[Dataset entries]
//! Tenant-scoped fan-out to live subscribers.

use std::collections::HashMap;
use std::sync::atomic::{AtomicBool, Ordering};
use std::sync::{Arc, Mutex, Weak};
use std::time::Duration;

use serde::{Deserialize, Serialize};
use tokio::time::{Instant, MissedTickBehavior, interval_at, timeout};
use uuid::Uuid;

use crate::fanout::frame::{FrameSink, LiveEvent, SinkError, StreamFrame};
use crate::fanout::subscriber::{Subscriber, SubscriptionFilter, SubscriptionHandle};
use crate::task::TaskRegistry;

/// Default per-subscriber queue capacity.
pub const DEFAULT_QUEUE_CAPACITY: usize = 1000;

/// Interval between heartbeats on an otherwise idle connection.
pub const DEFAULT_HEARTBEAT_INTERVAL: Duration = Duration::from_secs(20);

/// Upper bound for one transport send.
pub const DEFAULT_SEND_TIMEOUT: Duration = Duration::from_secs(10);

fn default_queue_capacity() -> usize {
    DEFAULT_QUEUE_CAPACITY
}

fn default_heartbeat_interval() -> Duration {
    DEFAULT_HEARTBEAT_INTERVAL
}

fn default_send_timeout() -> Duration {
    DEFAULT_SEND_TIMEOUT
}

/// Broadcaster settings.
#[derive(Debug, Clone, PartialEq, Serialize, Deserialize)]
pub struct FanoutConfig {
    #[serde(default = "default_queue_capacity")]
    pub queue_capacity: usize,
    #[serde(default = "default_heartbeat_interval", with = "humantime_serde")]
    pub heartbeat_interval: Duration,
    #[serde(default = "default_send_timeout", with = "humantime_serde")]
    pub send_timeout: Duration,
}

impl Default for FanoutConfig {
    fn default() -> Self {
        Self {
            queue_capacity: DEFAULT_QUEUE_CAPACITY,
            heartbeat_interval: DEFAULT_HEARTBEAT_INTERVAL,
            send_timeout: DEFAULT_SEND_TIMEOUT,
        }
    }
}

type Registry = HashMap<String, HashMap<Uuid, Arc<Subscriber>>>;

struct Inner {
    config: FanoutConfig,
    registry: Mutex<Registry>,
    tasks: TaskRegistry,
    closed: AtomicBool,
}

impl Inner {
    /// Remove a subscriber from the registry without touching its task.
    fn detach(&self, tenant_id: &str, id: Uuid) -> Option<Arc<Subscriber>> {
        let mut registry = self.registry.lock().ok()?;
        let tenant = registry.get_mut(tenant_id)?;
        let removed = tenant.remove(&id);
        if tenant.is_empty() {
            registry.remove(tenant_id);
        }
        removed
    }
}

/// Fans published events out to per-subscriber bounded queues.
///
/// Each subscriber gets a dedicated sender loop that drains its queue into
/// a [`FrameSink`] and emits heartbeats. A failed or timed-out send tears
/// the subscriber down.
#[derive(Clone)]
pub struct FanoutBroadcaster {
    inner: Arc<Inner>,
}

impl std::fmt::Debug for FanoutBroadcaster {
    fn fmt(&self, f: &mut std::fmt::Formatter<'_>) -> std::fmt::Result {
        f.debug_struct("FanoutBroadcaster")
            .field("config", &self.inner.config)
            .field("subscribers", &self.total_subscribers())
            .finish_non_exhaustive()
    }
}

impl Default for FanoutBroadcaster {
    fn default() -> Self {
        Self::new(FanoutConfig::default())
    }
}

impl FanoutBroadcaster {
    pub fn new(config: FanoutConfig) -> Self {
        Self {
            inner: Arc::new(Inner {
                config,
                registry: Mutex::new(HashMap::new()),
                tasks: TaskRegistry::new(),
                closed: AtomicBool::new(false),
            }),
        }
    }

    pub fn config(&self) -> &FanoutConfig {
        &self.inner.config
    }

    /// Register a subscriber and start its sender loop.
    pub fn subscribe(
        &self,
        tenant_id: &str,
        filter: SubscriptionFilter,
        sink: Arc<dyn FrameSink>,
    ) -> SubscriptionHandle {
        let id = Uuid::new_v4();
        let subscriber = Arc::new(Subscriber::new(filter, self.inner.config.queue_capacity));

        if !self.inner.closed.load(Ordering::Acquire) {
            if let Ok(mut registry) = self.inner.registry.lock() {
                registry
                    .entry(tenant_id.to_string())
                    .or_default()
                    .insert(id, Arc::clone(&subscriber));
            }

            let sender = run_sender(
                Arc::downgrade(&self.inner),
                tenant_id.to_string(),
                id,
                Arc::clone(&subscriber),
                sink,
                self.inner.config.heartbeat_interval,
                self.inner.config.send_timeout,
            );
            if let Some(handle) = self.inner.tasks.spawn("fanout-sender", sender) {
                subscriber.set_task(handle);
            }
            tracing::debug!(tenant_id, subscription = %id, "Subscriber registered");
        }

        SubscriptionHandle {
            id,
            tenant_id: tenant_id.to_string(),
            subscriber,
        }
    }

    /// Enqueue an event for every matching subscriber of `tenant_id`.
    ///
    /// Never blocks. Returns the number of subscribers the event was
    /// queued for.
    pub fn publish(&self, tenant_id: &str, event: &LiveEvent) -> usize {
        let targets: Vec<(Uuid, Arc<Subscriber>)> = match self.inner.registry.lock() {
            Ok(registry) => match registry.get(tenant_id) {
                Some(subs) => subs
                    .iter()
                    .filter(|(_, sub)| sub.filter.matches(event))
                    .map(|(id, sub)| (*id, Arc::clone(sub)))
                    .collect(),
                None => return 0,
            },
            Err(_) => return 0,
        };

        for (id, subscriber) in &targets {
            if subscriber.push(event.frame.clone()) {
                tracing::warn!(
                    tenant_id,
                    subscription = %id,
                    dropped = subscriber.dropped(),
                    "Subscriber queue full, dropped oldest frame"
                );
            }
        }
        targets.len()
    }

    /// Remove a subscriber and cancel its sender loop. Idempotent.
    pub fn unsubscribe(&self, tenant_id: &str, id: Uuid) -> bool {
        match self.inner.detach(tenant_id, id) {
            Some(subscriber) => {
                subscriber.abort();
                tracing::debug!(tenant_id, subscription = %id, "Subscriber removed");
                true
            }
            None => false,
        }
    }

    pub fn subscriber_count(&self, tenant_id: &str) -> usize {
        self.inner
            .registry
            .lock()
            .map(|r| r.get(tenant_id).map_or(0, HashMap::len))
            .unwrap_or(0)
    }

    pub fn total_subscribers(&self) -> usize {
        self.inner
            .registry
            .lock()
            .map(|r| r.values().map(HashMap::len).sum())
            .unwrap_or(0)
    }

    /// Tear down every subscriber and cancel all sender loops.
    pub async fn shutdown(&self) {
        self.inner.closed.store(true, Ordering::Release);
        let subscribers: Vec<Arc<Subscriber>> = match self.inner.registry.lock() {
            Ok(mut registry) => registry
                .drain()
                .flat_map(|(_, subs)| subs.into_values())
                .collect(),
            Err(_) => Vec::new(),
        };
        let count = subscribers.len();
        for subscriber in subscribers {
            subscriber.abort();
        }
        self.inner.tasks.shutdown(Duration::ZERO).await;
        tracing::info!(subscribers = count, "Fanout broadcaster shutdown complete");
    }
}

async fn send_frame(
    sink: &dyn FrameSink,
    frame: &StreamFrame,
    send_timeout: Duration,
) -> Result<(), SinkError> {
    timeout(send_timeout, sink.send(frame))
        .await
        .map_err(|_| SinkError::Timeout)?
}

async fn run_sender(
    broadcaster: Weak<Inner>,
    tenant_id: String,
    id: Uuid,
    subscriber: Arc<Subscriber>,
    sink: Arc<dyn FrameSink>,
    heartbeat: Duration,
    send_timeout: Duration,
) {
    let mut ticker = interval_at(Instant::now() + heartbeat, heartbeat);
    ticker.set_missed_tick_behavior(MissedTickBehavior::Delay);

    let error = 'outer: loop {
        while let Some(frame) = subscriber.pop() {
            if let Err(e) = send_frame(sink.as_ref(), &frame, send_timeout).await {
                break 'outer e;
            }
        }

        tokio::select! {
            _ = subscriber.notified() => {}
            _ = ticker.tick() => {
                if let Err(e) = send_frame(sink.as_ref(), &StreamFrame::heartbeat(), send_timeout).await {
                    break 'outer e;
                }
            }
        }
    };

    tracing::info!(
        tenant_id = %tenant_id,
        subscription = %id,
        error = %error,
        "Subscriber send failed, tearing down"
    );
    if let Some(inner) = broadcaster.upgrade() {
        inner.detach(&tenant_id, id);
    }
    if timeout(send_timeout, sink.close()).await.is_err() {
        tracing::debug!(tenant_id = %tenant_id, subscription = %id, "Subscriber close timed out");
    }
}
==
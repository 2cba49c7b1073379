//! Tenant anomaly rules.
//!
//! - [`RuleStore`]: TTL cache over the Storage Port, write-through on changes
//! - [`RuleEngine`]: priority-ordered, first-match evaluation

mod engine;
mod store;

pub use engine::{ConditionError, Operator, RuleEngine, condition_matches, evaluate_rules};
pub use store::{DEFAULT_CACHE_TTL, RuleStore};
* * *
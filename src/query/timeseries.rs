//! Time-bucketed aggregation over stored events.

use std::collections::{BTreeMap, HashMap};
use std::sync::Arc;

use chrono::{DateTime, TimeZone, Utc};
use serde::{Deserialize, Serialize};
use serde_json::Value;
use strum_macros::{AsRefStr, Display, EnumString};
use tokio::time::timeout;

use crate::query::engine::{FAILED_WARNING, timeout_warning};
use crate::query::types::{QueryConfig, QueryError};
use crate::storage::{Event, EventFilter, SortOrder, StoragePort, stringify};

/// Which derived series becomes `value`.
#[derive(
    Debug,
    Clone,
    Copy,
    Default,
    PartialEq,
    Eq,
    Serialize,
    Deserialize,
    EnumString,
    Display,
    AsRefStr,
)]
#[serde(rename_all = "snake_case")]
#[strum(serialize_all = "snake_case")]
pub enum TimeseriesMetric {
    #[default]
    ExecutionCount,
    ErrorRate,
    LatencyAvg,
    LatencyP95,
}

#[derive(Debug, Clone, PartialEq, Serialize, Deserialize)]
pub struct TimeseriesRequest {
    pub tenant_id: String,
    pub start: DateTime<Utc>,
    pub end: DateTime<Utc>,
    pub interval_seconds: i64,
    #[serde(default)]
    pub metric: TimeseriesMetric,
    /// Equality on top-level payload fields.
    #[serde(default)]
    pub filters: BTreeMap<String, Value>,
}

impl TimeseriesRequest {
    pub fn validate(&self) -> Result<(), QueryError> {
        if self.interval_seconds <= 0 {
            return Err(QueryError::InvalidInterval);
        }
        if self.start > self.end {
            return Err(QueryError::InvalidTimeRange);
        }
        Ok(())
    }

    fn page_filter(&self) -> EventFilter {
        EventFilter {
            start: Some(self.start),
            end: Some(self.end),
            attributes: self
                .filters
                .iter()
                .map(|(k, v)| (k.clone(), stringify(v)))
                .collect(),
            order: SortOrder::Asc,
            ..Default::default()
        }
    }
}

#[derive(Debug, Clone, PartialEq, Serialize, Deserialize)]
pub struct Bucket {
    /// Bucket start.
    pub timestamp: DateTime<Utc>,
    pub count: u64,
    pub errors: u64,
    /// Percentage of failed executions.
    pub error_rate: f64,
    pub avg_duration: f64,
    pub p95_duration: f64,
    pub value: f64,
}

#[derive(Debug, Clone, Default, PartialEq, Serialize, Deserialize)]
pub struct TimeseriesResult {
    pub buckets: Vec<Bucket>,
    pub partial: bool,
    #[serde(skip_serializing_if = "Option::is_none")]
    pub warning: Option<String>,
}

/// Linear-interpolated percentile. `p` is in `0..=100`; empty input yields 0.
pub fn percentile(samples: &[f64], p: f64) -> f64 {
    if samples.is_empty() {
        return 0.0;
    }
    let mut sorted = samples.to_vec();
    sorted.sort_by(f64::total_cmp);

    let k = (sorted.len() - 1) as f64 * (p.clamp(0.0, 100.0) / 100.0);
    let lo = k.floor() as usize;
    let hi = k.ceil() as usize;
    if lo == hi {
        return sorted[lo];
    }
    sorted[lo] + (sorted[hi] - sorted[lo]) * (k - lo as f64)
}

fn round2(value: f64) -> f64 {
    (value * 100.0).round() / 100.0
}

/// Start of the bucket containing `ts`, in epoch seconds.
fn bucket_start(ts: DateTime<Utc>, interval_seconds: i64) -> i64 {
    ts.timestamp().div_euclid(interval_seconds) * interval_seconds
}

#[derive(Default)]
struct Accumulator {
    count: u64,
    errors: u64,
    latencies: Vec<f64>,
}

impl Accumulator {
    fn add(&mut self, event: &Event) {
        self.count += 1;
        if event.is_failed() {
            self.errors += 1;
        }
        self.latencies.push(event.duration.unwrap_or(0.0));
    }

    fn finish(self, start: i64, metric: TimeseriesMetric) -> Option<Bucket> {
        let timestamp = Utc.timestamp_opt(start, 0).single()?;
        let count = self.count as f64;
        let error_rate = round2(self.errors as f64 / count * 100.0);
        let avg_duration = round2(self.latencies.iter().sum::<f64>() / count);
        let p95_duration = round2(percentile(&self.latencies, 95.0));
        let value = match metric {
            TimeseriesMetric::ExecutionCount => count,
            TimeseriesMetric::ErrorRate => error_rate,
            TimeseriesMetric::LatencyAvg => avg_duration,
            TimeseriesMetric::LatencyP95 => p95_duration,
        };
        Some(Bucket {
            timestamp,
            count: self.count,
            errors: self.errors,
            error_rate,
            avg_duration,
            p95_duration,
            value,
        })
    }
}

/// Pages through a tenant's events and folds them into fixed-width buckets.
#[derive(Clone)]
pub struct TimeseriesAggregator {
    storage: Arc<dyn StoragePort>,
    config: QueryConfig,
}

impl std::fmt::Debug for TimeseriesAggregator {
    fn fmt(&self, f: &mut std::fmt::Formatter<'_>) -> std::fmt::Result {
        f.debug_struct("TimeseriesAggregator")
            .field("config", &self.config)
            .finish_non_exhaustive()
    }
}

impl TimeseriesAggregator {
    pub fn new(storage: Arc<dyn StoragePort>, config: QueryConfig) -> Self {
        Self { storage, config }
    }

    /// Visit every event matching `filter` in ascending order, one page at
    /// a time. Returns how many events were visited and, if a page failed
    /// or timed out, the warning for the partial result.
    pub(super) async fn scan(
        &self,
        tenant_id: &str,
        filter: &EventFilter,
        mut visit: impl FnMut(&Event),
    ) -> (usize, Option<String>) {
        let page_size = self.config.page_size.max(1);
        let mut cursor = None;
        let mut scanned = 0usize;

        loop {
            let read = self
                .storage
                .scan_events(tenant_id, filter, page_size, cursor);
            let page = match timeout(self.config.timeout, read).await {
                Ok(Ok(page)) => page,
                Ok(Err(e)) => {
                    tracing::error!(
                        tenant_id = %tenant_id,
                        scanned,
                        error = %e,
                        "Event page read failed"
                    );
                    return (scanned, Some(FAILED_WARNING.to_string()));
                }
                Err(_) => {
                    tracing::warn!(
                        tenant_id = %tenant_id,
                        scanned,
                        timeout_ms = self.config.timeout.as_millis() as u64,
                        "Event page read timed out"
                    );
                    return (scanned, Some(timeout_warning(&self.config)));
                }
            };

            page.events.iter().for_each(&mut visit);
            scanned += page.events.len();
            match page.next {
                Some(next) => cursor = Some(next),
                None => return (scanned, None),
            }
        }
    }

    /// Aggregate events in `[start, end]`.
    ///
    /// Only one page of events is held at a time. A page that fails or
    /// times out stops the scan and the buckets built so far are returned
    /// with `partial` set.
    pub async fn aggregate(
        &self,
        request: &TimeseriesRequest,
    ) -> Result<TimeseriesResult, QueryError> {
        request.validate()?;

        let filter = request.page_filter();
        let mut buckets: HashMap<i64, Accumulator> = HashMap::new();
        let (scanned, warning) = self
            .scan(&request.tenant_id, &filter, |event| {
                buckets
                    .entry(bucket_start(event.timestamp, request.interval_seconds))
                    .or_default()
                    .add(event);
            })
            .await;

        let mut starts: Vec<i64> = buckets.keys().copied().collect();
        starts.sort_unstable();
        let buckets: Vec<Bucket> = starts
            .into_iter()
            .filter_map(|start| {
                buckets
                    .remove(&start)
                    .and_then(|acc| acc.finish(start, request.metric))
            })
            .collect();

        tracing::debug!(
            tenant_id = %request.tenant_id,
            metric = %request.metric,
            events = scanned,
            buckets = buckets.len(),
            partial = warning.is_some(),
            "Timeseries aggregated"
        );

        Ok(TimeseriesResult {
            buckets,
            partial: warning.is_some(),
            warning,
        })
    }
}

**REQUIRED WORK**
Determine the number of lines in the data above that include the word "removed", then answer with that number alone.

**EXPECTED ANSWER**
3